Percorrendo os nomes selecionados nestes quase cem anos, reparamos que as opções têm sido maioritariamente políticas. No entanto, registam-se exceções. Em 1927, Charles Lindbergh, a primeira pessoa a pilotar um avião sozinho sobre o Atlântico, inaugurou essa longa lista; no ano passado, Taylor Swift, considerada uma das maiores artistas pop da atualidade, foi a eleita. Nesta iniciativa, há também algumas singularidades, como a integração de sujeitos coletivos, nomeadamente os cientistas (1960), as mulheres americanas (1975), os denunciantes (2002), o soldado americano (2003), os produtores de conteúdos na net e o manifestante (2011), bem como entidades globais, destacando-se precocemente a terra ameaçada (1988). Em tantos anos, este tipo de preferências apresenta-se em número reduzido, o que significa que, no final de cada ano, se impõe uma liderança que é sobretudo política e declinada no masculino. Todavia, tal reflete um mundo que é dado a ver a partir de uma cadeia de comando muito concreta em relação à qual outros domínios não sentem qualquer poder.

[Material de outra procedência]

impl SnapshotBuilder {
    pub fn new() -> Self {
        Self::default()
    }

    pub fn add_symbol(&mut self, record: SymbolRecord) -> SymbolId {
        let id = SymbolId(self.snapshot.symbols.len() as u32);
        self.snapshot.symbols.push(record);
        id
    }

    pub fn add_type(&mut self, record: TypeRecord) -> TypeId {
        let id = TypeId(self.snapshot.types.len() as u32);
        self.snapshot.types.push(record);
        id
    }

    pub fn symbol_mut(&mut self, id: SymbolId) -> &mut SymbolRecord {
        &mut self.snapshot.symbols[id.0 as usize]
    }

    pub fn type_mut(&mut self, id: TypeId) -> &mut TypeRecord {
        &mut self.snapshot.types[id.0 as usize]
    }

    fn file_mut(&mut self, path: &str) -> &mut FileRecord {
        let idx = match self.snapshot.files.iter().position(|f| f.path == path) {
            Some(idx) => idx,
            None => {
                self.snapshot.files.push(FileRecord {
                    path: path.to_string(),
                    ..FileRecord::default()
                });
                self.snapshot.files.len() - 1
            }
        };
        &mut self.snapshot.files[idx]
    }

    fn declared(&mut self, file: &str, qualified_name: &str, flags: SymbolFlags) -> SymbolId {
        let name = QualifiedName::parse(qualified_name)
            .map(|fqn| fqn.item().to_string())
            .unwrap_or_else(|_| qualified_name.to_string());
        self.add_symbol(SymbolRecord {
            name,
            qualified_name: Some(qualified_name.to_string()),
            flags,
            declarations: vec![Declaration::new(file)],
            ..SymbolRecord::default()
        })
    }

    pub fn primitive(&mut self, flags: TypeFlags, display: &str) -> TypeId {
        self.add_type(TypeRecord {
            flags,
            display: display.to_string(),
            ..TypeRecord::default()
        })
    }

    pub fn class(&mut self, file: &str, qualified_name: &str) -> ClassHandle {
        let symbol = self.declared(file, qualified_name, SymbolFlags::CLASS);
        let name = self.snapshot.symbols[symbol.0 as usize].name.clone();
        let instance = self.add_type(TypeRecord {
            flags: TypeFlags::OBJECT | TypeFlags::CLASS,
            symbol: Some(symbol),
            display: name.clone(),
            ..TypeRecord::default()
        });
        let constructor = self.add_type(TypeRecord {
            flags: TypeFlags::OBJECT,
            display: format!("typeof {}", name),
            ..TypeRecord::default()
        });
        let record = self.symbol_mut(symbol);
        record.declared_type = Some(instance);
        record.value_type = Some(constructor);
        ClassHandle {
            symbol,
            instance,
            constructor,
        }
    }

    pub fn interface(&mut self, file: &str, qualified_name: &str) -> InterfaceHandle {
        let symbol = self.declared(file, qualified_name, SymbolFlags::INTERFACE);
        let name = self.snapshot.symbols[symbol.0 as usize].name.clone();
        let ty = self.add_type(TypeRecord {
            flags: TypeFlags::OBJECT | TypeFlags::INTERFACE,
            symbol: Some(symbol),
            display: name,
            ..TypeRecord::default()
        });
        self.symbol_mut(symbol).declared_type = Some(ty);
        InterfaceHandle { symbol, ty }
    }

    /// Add a direct base type (`extends`)
    pub fn extends(&mut self, ty: TypeId, base: TypeId) {
        self.type_mut(ty).base_types.push(base);
    }

    /// Add a type to the `implements` clause of a class's first declaration
    pub fn implements(&mut self, class: SymbolId, iface: TypeId) {
        let record = self.symbol_mut(class);
        if record.declarations.is_empty() {
            record.declarations.push(Declaration::default());
        }
        record.declarations[0].implements.push(iface);
    }

    pub fn constructor(&mut self, class: &ClassHandle, signature: Signature) {
        self.type_mut(class.constructor)
            .construct_signatures
            .push(signature);
    }

    /// Attach a property or method symbol to an object type
    pub fn member(&mut self, owner: TypeId, member: SymbolId) {
        self.type_mut(owner).properties.push(member);
    }

    pub fn property(&mut self, file: &str, name: &str, ty: TypeId) -> SymbolId {
        let symbol = self.declared(file, name, SymbolFlags::PROPERTY);
        self.symbol_mut(symbol).value_type = Some(ty);
        symbol
    }

    pub fn method(&mut self, file: &str, name: &str, signatures: Vec<Signature>) -> SymbolId {
        let ty = self.function_type(signatures, &format!("typeof {}", name));
        let symbol = self.declared(file, name, SymbolFlags::METHOD);
        self.symbol_mut(symbol).value_type = Some(ty);
        symbol
    }

    pub fn function(&mut self, file: &str, qualified_name: &str, signatures: Vec<Signature>) -> SymbolId {
        let ty = self.function_type(signatures, &format!("typeof {}", qualified_name));
        let symbol = self.declared(file, qualified_name, SymbolFlags::FUNCTION);
        self.symbol_mut(symbol).value_type = Some(ty);
        symbol
    }

    pub fn variable(&mut self, file: &str, qualified_name: &str, ty: TypeId) -> SymbolId {
        let symbol = self.declared(file, qualified_name, SymbolFlags::VARIABLE);
        self.symbol_mut(symbol).value_type = Some(ty);
        symbol
    }

    /// Anonymous object type with the given call signatures
    pub fn function_type(&mut self, signatures: Vec<Signature>, display: &str) -> TypeId {
        self.add_type(TypeRecord {
            flags: TypeFlags::OBJECT,
            display: display.to_string(),
            call_signatures: signatures,
            ..TypeRecord::default()
        })
    }

    pub fn union(&mut self, members: Vec<TypeId>, display: &str) -> TypeId {
        self.add_type(TypeRecord {
            flags: TypeFlags::UNION,
            display: display.to_string(),
            union_members: members,
            ..TypeRecord::default()
        })
    }

    pub fn param(&mut self, name: &str, ty: TypeId) -> SymbolId {
        self.add_symbol(SymbolRecord {
            name: name.to_string(),
            flags: SymbolFlags::PARAMETER,
            value_type: Some(ty),
            ..SymbolRecord::default()
        })
    }

    pub fn optional_param(&mut self, name: &str, ty: TypeId) -> SymbolId {
        let symbol = self.param(name, ty);
        self.optional(symbol)
    }

    pub fn rest_param(&mut self, name: &str, ty: TypeId) -> SymbolId {
        let symbol = self.param(name, ty);
        self.symbol_mut(symbol).declarations.push(Declaration {
            rest: true,
            ..Declaration::default()
        });
        symbol
    }

    pub fn optional(&mut self, symbol: SymbolId) -> SymbolId {
        self.symbol_mut(symbol).flags |= SymbolFlags::OPTIONAL;
        symbol
    }

    /// Apply modifiers to every declaration of `symbol`
    pub fn modifiers(&mut self, symbol: SymbolId, modifiers: ModifierFlags) -> SymbolId {
        for decl in &mut self.symbol_mut(symbol).declarations {
            decl.modifiers |= modifiers;
        }
        symbol
    }

    pub fn documentation(&mut self, symbol: SymbolId, docs: &str) -> SymbolId {
        self.symbol_mut(symbol).documentation = docs.to_string();
        symbol
    }

    pub fn namespace(&mut self, file: &str, qualified_name: &str) -> SymbolId {
        self.declared(file, qualified_name, SymbolFlags::NAMESPACE)
    }

    pub fn namespace_member(&mut self, namespace: SymbolId, member: SymbolId) {
        self.symbol_mut(namespace).exports.push(member);
    }

    /// `declare module "name"` inside `file`
    pub fn ambient_module(&mut self, file: &str, name: &str) -> SymbolId {
        let symbol = self.add_symbol(SymbolRecord {
            name: format!("\"{}\"", name),
            flags: SymbolFlags::NAMESPACE,
            declarations: vec![Declaration::new(file)],
            ..SymbolRecord::default()
        });
        self.file_mut(file).ambient_modules.push(symbol);
        symbol
    }

    pub fn alias(&mut self, file: &str, name: &str, target: SymbolId) -> SymbolId {
        let symbol = self.declared(file, name, SymbolFlags::ALIAS);
        self.symbol_mut(symbol).alias_of = Some(target);
        symbol
    }

    pub fn export(&mut self, file: &str, symbol: SymbolId) {
        self.file_mut(file).exports.push(symbol);
    }

    pub fn build(self) -> DeclarationSnapshot {
        self.snapshot
    }

    pub fn into_oracle(self) -> SnapshotOracle {
        SnapshotOracle::new(self.snapshot)
    }
}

Analisando a restrita lista dos finalistas deste ano, salientam-se sete homens e quatro mulheres. Destes dez nomes, sete tiveram/têm/terão cargos políticos ou de vigilância política (Donald Trump, Claudia Sheinbaum, Benjamin Netanyahu, Kamala Harris, Jerome Powell, Elon Musk e Yulia Navalnaya), dois estão ligados a plataformas tecnológicas de forte intervenção cívica (Mark Zuckerberg e Joe Rogan). Fora desta lógica, está Kate Middleton, a princesa de Gales que, este ano, suscitou um debate sobre o direito à privacidade e à reserva em cuidados de saúde das figuras públicas.

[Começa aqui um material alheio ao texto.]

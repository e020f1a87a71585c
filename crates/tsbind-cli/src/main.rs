use anyhow::Result;
use clap::{Parser, Subcommand};
use std::path::PathBuf;
use tracing_subscriber::EnvFilter;

#[derive(Parser)]
#[command(name = "tsbind")]
#[command(about = "Collect TypeScript declaration surfaces into a binding model", long_about = None)]
struct Cli {
    /// Enable verbose output
    #[arg(short, long)]
    verbose: bool,

    /// Enable debug output
    #[arg(short, long)]
    debug: bool,

    #[command(subcommand)]
    command: Commands,
}

#[derive(Subcommand)]
enum Commands {
    /// Collect a declaration snapshot into a program model (JSON)
    Collect {
        /// Recorded checker answers (JSON)
        #[arg(short, long)]
        snapshot: PathBuf,

        /// Collector config (TOML); defaults to every file in the snapshot
        #[arg(short, long)]
        config: Option<PathBuf>,

        /// Output directory
        #[arg(short, long)]
        output: PathBuf,

        /// Package name (defaults to the snapshot file name)
        #[arg(short, long)]
        package: Option<String>,
    },

    /// Print the resolved overload names of every container
    Overloads {
        /// Recorded checker answers (JSON)
        #[arg(short, long)]
        snapshot: PathBuf,

        /// Collector config (TOML); defaults to every file in the snapshot
        #[arg(short, long)]
        config: Option<PathBuf>,
    },
}

fn main() -> Result<()> {
    let cli = Cli::parse();

    let level = if cli.debug {
        "trace"
    } else if cli.verbose {
        "debug"
    } else {
        "info"
    };
    let filter = EnvFilter::try_from_default_env().unwrap_or_else(|_| EnvFilter::new(level));
    tracing_subscriber::fmt()
        .with_env_filter(filter)
        .with_target(cli.debug) // Show target module in debug mode
        .with_writer(std::io::stderr)
        .init();

    match cli.command {
        Commands::Collect {
            snapshot,
            config,
            output,
            package,
        } => {
            tsbind::run_collect(&snapshot, config.as_deref(), &output, package.as_deref())?;
            Ok(())
        }
        Commands::Overloads { snapshot, config } => {
            let report = tsbind::run_overloads(&snapshot, config.as_deref())?;
            print!("{}", report);
            Ok(())
        }
    }
}
use thiserror::Error;

use crate::fqn::FqnError;

#[derive(Error, Debug)]
pub enum ModelError {
    #[error("Malformed namespace: unnamed namespace under '{parent}'")]
    MalformedNamespace { parent: String },

    #[error("Overload resolution for '{identifier}' did not settle after {rounds} rounds")]
    OverloadResolution { identifier: String, rounds: usize },

    #[error("Invalid qualified name: {0}")]
    QualifiedName(#[from] FqnError),

    #[error("Internal error: {0}")]
    Internal(String),
}
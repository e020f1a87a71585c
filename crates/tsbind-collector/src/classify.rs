//! Mapping from checker type flags to primitive model types
//!
//! Types that are not expanded into classes, interfaces or closures fall back
//! to a primitive. The decision is an ordered table: the first row whose mask
//! intersects the type's flags wins; no row matching means [`Type::Unknown`].

use serde::{Deserialize, Serialize};
use tsbind_core::Type;

use crate::oracle::TypeFlags;

/// The primitive model types, as named in configuration files
#[derive(Debug, Clone, Copy, PartialEq, Eq, Hash, Serialize, Deserialize)]
#[serde(rename_all = "kebab-case")]
pub enum PrimitiveKind {
    Any,
    Unknown,
    Number,
    String,
    Bool,
    Symbol,
    Undefined,
    Null,
    Void,
    Never,
}

impl PrimitiveKind {
    pub fn to_type(self) -> Type {
        match self {
            PrimitiveKind::Any => Type::Any,
            PrimitiveKind::Unknown => Type::Unknown,
            PrimitiveKind::Number => Type::Number,
            PrimitiveKind::String => Type::String,
            PrimitiveKind::Bool => Type::Bool,
            PrimitiveKind::Symbol => Type::Symbol,
            PrimitiveKind::Undefined => Type::Undefined,
            PrimitiveKind::Null => Type::Null,
            PrimitiveKind::Void => Type::Void,
            PrimitiveKind::Never => Type::Never,
        }
    }
}

/// Ordered classification rows
pub const CLASSIFICATION: &[(TypeFlags, PrimitiveKind)] = &[
    (TypeFlags::ANY, PrimitiveKind::Any),
    (TypeFlags::UNKNOWN, PrimitiveKind::Unknown),
    (TypeFlags::STRING_LIKE, PrimitiveKind::String),
    (TypeFlags::NUMBER_LIKE, PrimitiveKind::Number),
    (TypeFlags::BOOLEAN_LIKE, PrimitiveKind::Bool),
    (TypeFlags::ES_SYMBOL_LIKE, PrimitiveKind::Symbol),
    (TypeFlags::VOID, PrimitiveKind::Void),
    (TypeFlags::UNDEFINED, PrimitiveKind::Undefined),
    (TypeFlags::NULL, PrimitiveKind::Null),
    (TypeFlags::NEVER, PrimitiveKind::Never),
    // Opaque JS object
    (TypeFlags::OBJECT, PrimitiveKind::Any),
];

pub fn classify(flags: TypeFlags) -> Type {
    CLASSIFICATION
        .iter()
        .find(|(mask, _)| flags.intersects(*mask))
        .map(|(_, kind)| kind.to_type())
        .unwrap_or(Type::Unknown)
}

#[cfg(test)]
mod tests {
    use super::*;

    #[test]
    fn test_primitive_rows() {
        assert_eq!(classify(TypeFlags::STRING_LITERAL), Type::String);
        assert_eq!(classify(TypeFlags::ENUM | TypeFlags::UNION), Type::Number);
        assert_eq!(classify(TypeFlags::BIG_INT), Type::Number);
        assert_eq!(classify(TypeFlags::BOOLEAN_LITERAL), Type::Bool);
        assert_eq!(classify(TypeFlags::UNIQUE_ES_SYMBOL), Type::Symbol);
        assert_eq!(classify(TypeFlags::VOID), Type::Void);
        assert_eq!(classify(TypeFlags::NEVER), Type::Never);
    }

    #[test]
    fn test_objects_are_opaque() {
        assert_eq!(classify(TypeFlags::OBJECT | TypeFlags::CLASS), Type::Any);
    }

    #[test]
    fn test_unmatched_flags_are_unknown() {
        assert_eq!(classify(TypeFlags::TYPE_PARAMETER), Type::Unknown);
        assert_eq!(classify(TypeFlags::INTERSECTION), Type::Unknown);
        assert_eq!(classify(TypeFlags::empty()), Type::Unknown);
    }

    #[test]
    fn test_kind_names() {
        let kind: PrimitiveKind = serde_json::from_str("\"bool\"").unwrap();
        assert_eq!(kind, PrimitiveKind::Bool);
        assert!(serde_json::from_str::<PrimitiveKind>("\"integer\"").is_err());
    }
}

Nesta lista, a minha preferência recaia no humorista Joe Rogan, autor do podcast “The Joe Rogan Experience”, que tem, em média 11 milhões de ouvintes por episódio, na sua maioria homens jovens, tendo sido considerado pelo quinto ano consecutivo o melhor no Spotify. Durante a campanha eleitoral norte-americana, difundiu uma entrevista de três horas com Donald Trump, a quem deu posteriormente apoio. Rogan não é a personalidade do ano da “Time”, mas o destaque da revista também foi influenciado por si. Trata-se, este ano, de uma escolha que se situa no polo do mal.